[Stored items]
════════════════
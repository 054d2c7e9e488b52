//! Route resolution against declared path templates.
//!
//! # Responsibilities
//! - Hold every template compiled once at startup
//! - Map a concrete request path to the template it matches
//! - Extract path and query parameters for the matched route
//!
//! # Design Decisions
//! - Candidates are ordered by descending template length; the sort is
//!   stable so equal lengths keep contract declaration order
//! - An exact literal match anywhere beats every wildcard match
//! - No match is not an error: the requested path itself becomes the
//!   resource identifier

use std::cmp::Reverse;

use indexmap::IndexMap;

use crate::contract::params::{parse_query, ParameterMap};
use crate::routing::matcher::TemplatePattern;

/// Outcome of resolving one request.
#[derive(Debug, Clone, PartialEq, Eq)]
pub struct ResolvedRoute {
    /// Matched template, or the requested path verbatim on a miss.
    pub resource: String,

    /// Whether `resource` is a declared template.
    pub matched: bool,

    /// Placeholder name to decoded value.
    pub path_parameters: IndexMap<String, String>,

    /// Query parameters in single- and multi-value form.
    pub query_parameters: ParameterMap,
}

/// Immutable, precompiled set of path templates.
#[derive(Debug, Clone, Default)]
pub struct RouteResolver {
    candidates: Vec<TemplatePattern>,
}

impl RouteResolver {
    /// Compile templates given in declaration order.
    pub fn new<I, S>(templates: I) -> Result<Self, regex::Error>
    where
        I: IntoIterator<Item = S>,
        S: AsRef<str>,
    {
        let mut candidates = templates
            .into_iter()
            .map(|template| TemplatePattern::compile(template.as_ref()))
            .collect::<Result<Vec<_>, _>>()?;
        candidates.sort_by_key(|pattern| Reverse(pattern.specificity()));

        tracing::debug!(templates = candidates.len(), "Route resolver compiled");
        Ok(Self { candidates })
    }

    /// Templates in the order they are tried.
    pub fn templates(&self) -> impl Iterator<Item = &str> {
        self.candidates.iter().map(TemplatePattern::template)
    }

    fn find(&self, path: &str) -> Option<&TemplatePattern> {
        tracing::debug!(path, "Searching for path in contract");

        if let Some(exact) = self.candidates.iter().find(|c| c.template() == path) {
            tracing::debug!(template = exact.template(), "Exact match found");
            return Some(exact);
        }

        let matched = self.candidates.iter().find(|candidate| {
            tracing::trace!(template = candidate.template(), "Checking wildcard match");
            candidate.matches(path)
        });

        match matched {
            Some(candidate) => {
                tracing::debug!(template = candidate.template(), path, "Wildcard match found");
            }
            None => tracing::debug!(path, "No matches found in contract, using path"),
        }
        matched
    }

    /// Template matching `path`, or `path` itself when nothing matches.
    pub fn resolve<'a>(&'a self, path: &'a str) -> &'a str {
        self.find(path).map(TemplatePattern::template).unwrap_or(path)
    }

    /// Resolve a request and extract its parameters.
    pub fn route(&self, path: &str, raw_query: Option<&str>) -> ResolvedRoute {
        let query_parameters = raw_query.map(parse_query).unwrap_or_default();

        match self.find(path) {
            Some(candidate) => ResolvedRoute {
                resource: candidate.template().to_string(),
                matched: true,
                path_parameters: candidate.captures(path).unwrap_or_default(),
                query_parameters,
            },
            None => ResolvedRoute {
                resource: path.to_string(),
                matched: false,
                path_parameters: IndexMap::new(),
                query_parameters,
            },
        }
    }
}

/// One-shot resolution without keeping compiled patterns around.
pub fn resolve<S: AsRef<str>>(requested_path: &str, templates: &[S]) -> String {
    match RouteResolver::new(templates) {
        Ok(resolver) => resolver.resolve(requested_path).to_string(),
        Err(e) => {
            tracing::warn!(error = %e, "Failed to compile path templates");
            requested_path.to_string()
        }
    }
}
════════════════
#### Your objective
All the records above need to be output exactly, with none omitted.

#### Solution for this problem
repository 054d2c7e9e488b52
//! Route resolution against declared path templates.
//!
//! # Responsibilities
//! - Hold every template compiled once at startup
//! - Map a concrete request path to the template it matches
//! - Extract path and query parameters for the matched route
//!
//! # Design Decisions
//! - Candidates are ordered by descending template length; the sort is
//!   stable so equal lengths keep contract declaration order
//! - An exact literal match anywhere beats every wildcard match
//! - No match is not an error: the requested path itself becomes the
//!   resource identifier

use std::cmp::Reverse;

use indexmap::IndexMap;

use crate::contract::params::{parse_query, ParameterMap};
use crate::routing::matcher::TemplatePattern;

/// Outcome of resolving one request.
#[derive(Debug, Clone, PartialEq, Eq)]
pub struct ResolvedRoute {
    /// Matched template, or the requested path verbatim on a miss.
    pub resource: String,

    /// Whether `resource` is a declared template.
    pub matched: bool,

    /// Placeholder name to decoded value.
    pub path_parameters: IndexMap<String, String>,

    /// Query parameters in single- and multi-value form.
    pub query_parameters: ParameterMap,
}

/// Immutable, precompiled set of path templates.
#[derive(Debug, Clone, Default)]
pub struct RouteResolver {
    candidates: Vec<TemplatePattern>,
}

impl RouteResolver {
    /// Compile templates given in declaration order.
    pub fn new<I, S>(templates: I) -> Result<Self, regex::Error>
    where
        I: IntoIterator<Item = S>,
        S: AsRef<str>,
    {
        let mut candidates = templates
            .into_iter()
            .map(|template| TemplatePattern::compile(template.as_ref()))
            .collect::<Result<Vec<_>, _>>()?;
        candidates.sort_by_key(|pattern| Reverse(pattern.specificity()));

        tracing::debug!(templates = candidates.len(), "Route resolver compiled");
        Ok(Self { candidates })
    }

    /// Templates in the order they are tried.
    pub fn templates(&self) -> impl Iterator<Item = &str> {
        self.candidates.iter().map(TemplatePattern::template)
    }

    fn find(&self, path: &str) -> Option<&TemplatePattern> {
        tracing::debug!(path, "Searching for path in contract");

        if let Some(exact) = self.candidates.iter().find(|c| c.template() == path) {
            tracing::debug!(template = exact.template(), "Exact match found");
            return Some(exact);
        }

        let matched = self.candidates.iter().find(|candidate| {
            tracing::trace!(template = candidate.template(), "Checking wildcard match");
            candidate.matches(path)
        });

        match matched {
            Some(candidate) => {
                tracing::debug!(template = candidate.template(), path, "Wildcard match found");
            }
            None => tracing::debug!(path, "No matches found in contract, using path"),
        }
        matched
    }

    /// Template matching `path`, or `path` itself when nothing matches.
    pub fn resolve<'a>(&'a self, path: &'a str) -> &'a str {
        self.find(path).map(TemplatePattern::template).unwrap_or(path)
    }

    /// Resolve a request and extract its parameters.
    pub fn route(&self, path: &str, raw_query: Option<&str>) -> ResolvedRoute {
        let query_parameters = raw_query.map(parse_query).unwrap_or_default();

        match self.find(path) {
            Some(candidate) => ResolvedRoute {
                resource: candidate.template().to_string(),
                matched: true,
                path_parameters: candidate.captures(path).unwrap_or_default(),
                query_parameters,
            },
            None => ResolvedRoute {
                resource: path.to_string(),
                matched: false,
                path_parameters: IndexMap::new(),
                query_parameters,
            },
        }
    }
}

/// One-shot resolution without keeping compiled patterns around.
pub fn resolve<S: AsRef<str>>(requested_path: &str, templates: &[S]) -> String {
    match RouteResolver::new(templates) {
        Ok(resolver) => resolver.resolve(requested_path).to_string(),
        Err(e) => {
            tracing::warn!(error = %e, "Failed to compile path templates");
            requested_path.to_string()
        }
    }
}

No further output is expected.